Assignment: Locate each line of the material that contains "Display", then return it.

Given records:
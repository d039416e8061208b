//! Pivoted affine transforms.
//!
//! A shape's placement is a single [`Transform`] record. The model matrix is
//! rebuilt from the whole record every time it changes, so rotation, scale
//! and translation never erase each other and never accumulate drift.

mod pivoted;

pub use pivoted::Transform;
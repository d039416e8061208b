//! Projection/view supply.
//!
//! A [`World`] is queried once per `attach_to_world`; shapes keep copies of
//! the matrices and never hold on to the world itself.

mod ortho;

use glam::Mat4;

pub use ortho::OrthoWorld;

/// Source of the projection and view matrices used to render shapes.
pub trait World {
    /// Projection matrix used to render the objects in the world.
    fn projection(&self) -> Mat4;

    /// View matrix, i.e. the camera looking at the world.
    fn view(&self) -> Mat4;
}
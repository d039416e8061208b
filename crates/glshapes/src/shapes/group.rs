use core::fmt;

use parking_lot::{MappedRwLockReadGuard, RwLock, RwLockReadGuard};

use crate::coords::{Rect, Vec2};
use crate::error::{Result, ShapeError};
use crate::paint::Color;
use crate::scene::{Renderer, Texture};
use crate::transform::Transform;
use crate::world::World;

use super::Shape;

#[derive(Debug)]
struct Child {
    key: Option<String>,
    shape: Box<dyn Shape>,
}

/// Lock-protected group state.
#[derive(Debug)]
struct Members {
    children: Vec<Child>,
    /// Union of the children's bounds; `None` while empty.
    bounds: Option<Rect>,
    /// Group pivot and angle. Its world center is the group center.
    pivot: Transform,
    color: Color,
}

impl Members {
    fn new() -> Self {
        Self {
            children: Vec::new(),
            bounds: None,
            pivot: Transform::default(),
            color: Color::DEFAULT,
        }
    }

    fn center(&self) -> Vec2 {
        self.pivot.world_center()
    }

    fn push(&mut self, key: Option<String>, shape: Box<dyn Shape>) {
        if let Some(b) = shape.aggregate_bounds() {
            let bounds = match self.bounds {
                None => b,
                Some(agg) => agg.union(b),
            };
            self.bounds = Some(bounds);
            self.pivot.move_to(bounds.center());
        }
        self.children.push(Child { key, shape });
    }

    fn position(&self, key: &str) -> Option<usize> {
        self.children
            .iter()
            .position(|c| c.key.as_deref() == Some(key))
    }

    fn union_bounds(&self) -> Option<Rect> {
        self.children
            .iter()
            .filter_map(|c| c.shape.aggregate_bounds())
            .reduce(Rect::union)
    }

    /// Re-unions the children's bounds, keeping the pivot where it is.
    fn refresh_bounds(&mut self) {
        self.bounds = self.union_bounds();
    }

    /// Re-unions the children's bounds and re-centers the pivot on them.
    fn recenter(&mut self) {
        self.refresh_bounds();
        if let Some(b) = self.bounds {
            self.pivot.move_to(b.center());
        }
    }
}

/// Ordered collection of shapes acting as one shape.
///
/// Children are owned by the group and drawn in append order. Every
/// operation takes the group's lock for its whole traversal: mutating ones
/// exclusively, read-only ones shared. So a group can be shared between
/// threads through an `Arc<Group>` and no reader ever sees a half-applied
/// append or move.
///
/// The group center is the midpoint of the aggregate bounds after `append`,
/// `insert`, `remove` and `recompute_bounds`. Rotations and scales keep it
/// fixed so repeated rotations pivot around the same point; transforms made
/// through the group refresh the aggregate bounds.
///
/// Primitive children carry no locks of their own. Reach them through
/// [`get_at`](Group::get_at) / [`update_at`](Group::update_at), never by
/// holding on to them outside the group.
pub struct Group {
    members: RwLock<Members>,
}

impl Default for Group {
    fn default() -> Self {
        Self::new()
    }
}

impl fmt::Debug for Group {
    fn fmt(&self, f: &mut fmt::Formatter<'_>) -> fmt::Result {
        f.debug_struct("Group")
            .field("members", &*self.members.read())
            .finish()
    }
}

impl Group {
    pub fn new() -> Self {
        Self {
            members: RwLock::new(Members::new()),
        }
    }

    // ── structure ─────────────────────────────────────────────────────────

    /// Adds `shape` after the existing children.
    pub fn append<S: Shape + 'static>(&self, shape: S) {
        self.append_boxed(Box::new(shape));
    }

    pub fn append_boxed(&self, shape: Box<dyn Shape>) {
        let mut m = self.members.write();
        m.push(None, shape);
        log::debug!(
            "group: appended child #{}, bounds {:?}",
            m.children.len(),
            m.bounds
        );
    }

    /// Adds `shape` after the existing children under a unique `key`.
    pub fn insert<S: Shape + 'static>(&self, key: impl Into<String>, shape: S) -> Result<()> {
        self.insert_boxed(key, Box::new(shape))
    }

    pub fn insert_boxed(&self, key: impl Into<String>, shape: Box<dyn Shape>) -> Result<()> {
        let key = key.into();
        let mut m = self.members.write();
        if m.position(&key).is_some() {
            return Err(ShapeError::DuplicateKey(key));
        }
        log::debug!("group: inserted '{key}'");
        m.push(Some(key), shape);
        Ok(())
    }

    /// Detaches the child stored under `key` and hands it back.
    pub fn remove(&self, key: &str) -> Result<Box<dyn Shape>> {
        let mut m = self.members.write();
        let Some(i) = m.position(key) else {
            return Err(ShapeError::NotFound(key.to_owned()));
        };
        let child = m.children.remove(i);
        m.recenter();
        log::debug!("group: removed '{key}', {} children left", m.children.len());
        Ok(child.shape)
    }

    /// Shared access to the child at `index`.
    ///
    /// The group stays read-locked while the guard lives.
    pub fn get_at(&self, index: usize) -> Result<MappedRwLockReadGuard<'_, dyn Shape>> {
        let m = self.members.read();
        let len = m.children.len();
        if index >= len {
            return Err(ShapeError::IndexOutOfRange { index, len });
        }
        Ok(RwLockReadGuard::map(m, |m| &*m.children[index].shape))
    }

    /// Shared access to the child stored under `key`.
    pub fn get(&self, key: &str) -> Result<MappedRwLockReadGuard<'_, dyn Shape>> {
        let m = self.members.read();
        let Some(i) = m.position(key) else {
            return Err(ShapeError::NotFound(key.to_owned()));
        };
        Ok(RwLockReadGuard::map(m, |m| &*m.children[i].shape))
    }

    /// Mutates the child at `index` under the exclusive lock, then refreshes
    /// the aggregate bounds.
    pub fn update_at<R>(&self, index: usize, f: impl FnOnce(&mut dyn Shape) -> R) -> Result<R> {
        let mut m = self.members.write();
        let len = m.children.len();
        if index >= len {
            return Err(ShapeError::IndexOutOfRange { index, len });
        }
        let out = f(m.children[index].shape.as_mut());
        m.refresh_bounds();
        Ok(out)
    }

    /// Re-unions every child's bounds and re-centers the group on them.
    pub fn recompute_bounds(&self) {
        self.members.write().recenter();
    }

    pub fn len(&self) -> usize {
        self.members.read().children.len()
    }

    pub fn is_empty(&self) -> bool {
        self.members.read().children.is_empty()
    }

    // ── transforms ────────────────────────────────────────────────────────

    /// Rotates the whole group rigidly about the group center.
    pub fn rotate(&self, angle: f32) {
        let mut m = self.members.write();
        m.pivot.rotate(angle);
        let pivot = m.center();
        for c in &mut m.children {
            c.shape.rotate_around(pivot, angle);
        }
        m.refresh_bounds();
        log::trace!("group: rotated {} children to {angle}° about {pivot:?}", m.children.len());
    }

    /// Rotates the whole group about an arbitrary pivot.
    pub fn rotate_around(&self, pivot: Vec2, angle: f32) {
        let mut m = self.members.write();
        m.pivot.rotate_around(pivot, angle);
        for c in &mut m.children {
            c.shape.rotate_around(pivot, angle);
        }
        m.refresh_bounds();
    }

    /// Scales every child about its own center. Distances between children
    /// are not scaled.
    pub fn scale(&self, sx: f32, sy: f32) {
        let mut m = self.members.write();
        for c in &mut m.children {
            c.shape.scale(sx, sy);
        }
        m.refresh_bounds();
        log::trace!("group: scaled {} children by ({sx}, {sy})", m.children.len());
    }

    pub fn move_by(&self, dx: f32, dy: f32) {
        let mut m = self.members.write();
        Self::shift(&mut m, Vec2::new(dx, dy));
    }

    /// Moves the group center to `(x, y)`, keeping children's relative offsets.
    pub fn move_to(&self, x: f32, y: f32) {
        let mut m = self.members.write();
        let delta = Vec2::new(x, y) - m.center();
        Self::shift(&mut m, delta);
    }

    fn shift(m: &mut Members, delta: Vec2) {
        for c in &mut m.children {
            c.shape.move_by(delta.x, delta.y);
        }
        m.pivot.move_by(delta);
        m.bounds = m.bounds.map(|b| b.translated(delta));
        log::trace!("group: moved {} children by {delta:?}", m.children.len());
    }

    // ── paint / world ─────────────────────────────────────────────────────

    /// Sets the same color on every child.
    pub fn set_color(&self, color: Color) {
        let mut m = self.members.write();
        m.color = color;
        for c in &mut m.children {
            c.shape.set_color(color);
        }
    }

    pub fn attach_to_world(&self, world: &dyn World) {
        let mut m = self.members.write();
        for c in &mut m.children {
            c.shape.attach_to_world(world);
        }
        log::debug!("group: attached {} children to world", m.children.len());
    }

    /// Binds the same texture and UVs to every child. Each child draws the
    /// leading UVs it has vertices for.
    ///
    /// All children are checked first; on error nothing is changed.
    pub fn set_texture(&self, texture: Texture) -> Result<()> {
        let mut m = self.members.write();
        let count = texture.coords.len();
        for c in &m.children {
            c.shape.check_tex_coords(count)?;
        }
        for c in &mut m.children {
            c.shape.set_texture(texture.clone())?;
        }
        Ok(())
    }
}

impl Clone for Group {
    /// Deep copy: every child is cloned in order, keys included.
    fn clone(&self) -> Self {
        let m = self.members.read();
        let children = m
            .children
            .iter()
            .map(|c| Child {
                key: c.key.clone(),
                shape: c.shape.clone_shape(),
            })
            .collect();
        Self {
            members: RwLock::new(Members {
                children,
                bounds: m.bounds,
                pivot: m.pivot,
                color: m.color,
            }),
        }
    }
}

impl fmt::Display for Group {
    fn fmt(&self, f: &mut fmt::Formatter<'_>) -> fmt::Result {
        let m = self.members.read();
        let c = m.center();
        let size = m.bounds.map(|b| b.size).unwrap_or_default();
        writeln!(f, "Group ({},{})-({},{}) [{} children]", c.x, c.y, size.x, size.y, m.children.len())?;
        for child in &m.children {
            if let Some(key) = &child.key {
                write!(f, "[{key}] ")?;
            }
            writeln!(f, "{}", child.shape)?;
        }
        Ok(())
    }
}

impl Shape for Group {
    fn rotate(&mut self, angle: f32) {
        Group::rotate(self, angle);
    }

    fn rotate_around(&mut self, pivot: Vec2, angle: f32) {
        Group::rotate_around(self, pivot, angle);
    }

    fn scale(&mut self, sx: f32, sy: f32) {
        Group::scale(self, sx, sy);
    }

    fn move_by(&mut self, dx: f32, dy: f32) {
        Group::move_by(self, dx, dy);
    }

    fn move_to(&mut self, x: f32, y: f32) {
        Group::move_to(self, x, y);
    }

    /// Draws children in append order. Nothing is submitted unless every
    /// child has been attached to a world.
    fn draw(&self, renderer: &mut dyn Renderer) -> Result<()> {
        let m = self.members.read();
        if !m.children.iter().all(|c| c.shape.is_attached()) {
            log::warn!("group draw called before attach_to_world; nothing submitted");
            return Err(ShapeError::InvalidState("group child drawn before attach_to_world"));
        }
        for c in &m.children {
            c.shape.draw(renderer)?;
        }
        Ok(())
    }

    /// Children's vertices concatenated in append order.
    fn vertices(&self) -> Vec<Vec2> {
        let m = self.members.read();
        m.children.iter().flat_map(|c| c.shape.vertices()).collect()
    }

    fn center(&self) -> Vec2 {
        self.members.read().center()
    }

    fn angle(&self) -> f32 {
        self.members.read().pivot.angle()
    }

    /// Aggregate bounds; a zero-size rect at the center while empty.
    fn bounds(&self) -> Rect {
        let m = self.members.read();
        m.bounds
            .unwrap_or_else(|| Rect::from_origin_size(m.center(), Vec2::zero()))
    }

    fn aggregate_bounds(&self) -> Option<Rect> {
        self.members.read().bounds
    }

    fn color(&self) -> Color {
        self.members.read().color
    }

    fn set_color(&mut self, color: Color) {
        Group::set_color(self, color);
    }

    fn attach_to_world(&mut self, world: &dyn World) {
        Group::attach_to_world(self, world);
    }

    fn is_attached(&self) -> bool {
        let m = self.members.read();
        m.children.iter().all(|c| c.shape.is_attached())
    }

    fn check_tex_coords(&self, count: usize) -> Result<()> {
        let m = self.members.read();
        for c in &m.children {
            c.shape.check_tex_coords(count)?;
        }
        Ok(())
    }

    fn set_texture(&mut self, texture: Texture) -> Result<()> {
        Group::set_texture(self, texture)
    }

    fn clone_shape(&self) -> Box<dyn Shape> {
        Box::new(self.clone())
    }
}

---

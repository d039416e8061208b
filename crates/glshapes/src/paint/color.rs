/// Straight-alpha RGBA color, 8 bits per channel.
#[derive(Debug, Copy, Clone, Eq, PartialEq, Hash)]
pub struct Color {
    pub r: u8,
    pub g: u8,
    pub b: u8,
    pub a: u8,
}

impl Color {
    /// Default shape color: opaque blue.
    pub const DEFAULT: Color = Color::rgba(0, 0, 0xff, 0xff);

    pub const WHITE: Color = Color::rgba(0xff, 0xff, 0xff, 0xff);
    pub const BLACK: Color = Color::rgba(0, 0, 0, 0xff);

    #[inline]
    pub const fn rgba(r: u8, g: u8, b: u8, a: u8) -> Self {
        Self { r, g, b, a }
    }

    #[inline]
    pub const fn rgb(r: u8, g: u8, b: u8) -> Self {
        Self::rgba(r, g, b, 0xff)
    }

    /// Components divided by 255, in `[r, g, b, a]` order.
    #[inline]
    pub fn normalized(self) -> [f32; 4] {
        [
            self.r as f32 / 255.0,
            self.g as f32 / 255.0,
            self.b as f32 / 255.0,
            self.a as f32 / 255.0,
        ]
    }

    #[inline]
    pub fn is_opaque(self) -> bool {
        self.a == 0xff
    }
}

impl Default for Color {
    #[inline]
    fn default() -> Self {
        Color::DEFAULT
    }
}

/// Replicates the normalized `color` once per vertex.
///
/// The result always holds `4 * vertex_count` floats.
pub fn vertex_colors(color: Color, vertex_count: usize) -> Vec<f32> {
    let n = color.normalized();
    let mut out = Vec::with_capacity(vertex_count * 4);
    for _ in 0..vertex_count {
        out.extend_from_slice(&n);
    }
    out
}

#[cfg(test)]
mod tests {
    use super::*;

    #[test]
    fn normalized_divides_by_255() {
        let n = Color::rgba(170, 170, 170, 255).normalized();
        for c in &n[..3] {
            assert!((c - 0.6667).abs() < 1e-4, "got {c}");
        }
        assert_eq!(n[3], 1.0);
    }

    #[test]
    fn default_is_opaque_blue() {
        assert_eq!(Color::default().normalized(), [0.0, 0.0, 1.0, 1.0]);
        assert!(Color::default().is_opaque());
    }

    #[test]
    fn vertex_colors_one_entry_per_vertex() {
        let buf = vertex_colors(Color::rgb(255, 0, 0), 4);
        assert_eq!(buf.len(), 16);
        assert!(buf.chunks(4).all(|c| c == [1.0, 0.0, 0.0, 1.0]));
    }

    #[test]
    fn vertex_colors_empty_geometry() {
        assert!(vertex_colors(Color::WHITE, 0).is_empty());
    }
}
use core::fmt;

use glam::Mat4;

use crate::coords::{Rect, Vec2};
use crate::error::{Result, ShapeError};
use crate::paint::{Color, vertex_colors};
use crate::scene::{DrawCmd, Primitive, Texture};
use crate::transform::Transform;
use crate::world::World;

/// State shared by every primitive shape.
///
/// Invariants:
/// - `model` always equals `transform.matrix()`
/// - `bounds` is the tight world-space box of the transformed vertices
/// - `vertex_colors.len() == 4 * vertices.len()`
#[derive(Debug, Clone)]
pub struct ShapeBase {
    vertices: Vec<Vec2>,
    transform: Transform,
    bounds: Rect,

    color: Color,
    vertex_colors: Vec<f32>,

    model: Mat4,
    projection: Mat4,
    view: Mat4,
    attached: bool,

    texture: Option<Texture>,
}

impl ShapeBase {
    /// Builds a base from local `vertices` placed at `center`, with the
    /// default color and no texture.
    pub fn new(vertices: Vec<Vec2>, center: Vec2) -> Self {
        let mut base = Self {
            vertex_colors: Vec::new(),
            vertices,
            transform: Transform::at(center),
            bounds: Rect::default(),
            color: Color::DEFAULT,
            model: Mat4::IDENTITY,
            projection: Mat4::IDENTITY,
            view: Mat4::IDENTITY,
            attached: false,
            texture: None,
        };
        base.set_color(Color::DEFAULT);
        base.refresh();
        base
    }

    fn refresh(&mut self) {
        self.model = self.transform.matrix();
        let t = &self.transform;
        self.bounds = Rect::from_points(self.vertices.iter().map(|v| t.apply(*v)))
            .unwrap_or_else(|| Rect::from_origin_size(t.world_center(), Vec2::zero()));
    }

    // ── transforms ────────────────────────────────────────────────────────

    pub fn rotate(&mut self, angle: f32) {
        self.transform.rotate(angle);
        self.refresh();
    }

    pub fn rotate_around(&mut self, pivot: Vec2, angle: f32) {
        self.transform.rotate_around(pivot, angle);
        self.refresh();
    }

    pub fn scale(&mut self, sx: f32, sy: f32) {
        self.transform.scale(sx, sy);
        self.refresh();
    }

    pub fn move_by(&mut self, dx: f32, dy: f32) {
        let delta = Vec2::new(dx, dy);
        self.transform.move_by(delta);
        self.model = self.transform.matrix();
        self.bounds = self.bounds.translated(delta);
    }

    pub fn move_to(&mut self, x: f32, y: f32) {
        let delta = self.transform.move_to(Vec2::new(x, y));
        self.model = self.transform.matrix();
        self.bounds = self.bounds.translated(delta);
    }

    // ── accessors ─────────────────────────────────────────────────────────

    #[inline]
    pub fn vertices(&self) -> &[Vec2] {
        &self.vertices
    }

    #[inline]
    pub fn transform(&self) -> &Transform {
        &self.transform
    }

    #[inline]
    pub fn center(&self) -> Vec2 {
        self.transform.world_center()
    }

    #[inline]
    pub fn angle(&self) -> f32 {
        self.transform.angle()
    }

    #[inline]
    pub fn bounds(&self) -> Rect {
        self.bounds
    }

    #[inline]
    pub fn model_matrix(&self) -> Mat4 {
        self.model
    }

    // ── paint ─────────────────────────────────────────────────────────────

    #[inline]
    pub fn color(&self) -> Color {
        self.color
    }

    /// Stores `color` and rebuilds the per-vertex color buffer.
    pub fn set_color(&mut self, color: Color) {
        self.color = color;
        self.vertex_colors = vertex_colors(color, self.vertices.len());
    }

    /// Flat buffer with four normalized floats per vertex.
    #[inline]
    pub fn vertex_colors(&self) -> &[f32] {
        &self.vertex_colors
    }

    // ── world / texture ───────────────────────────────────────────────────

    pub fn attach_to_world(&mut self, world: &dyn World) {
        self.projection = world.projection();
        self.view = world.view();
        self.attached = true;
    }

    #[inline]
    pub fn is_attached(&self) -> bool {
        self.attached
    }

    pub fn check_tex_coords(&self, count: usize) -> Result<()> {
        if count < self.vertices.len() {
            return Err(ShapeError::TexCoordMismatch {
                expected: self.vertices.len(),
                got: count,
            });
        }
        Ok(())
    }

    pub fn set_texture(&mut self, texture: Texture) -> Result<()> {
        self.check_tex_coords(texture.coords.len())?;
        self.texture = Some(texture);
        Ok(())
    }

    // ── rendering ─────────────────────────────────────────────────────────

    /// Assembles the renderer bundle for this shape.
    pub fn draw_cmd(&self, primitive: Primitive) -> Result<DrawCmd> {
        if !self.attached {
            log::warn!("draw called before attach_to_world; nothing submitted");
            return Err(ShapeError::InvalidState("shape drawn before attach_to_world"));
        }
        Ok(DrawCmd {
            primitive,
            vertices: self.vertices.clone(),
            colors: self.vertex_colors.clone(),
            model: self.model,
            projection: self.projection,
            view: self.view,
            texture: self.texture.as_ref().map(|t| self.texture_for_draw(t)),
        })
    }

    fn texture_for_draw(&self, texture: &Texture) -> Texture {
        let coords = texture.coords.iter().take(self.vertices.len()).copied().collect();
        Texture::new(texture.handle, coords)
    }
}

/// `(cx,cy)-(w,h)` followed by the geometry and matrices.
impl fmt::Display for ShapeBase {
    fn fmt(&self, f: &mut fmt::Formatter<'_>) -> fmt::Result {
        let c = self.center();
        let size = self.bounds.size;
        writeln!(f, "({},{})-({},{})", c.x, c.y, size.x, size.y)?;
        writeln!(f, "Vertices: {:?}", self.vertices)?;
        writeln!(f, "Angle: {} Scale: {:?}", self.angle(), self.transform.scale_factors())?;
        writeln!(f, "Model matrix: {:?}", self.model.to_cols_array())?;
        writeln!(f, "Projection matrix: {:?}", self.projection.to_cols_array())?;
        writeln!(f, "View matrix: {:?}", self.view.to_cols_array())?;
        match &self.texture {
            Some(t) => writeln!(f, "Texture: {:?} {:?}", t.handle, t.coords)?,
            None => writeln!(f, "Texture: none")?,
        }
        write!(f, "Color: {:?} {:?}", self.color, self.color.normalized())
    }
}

Result:
impl fmt::Display for Group {
impl fmt::Display for ShapeBase {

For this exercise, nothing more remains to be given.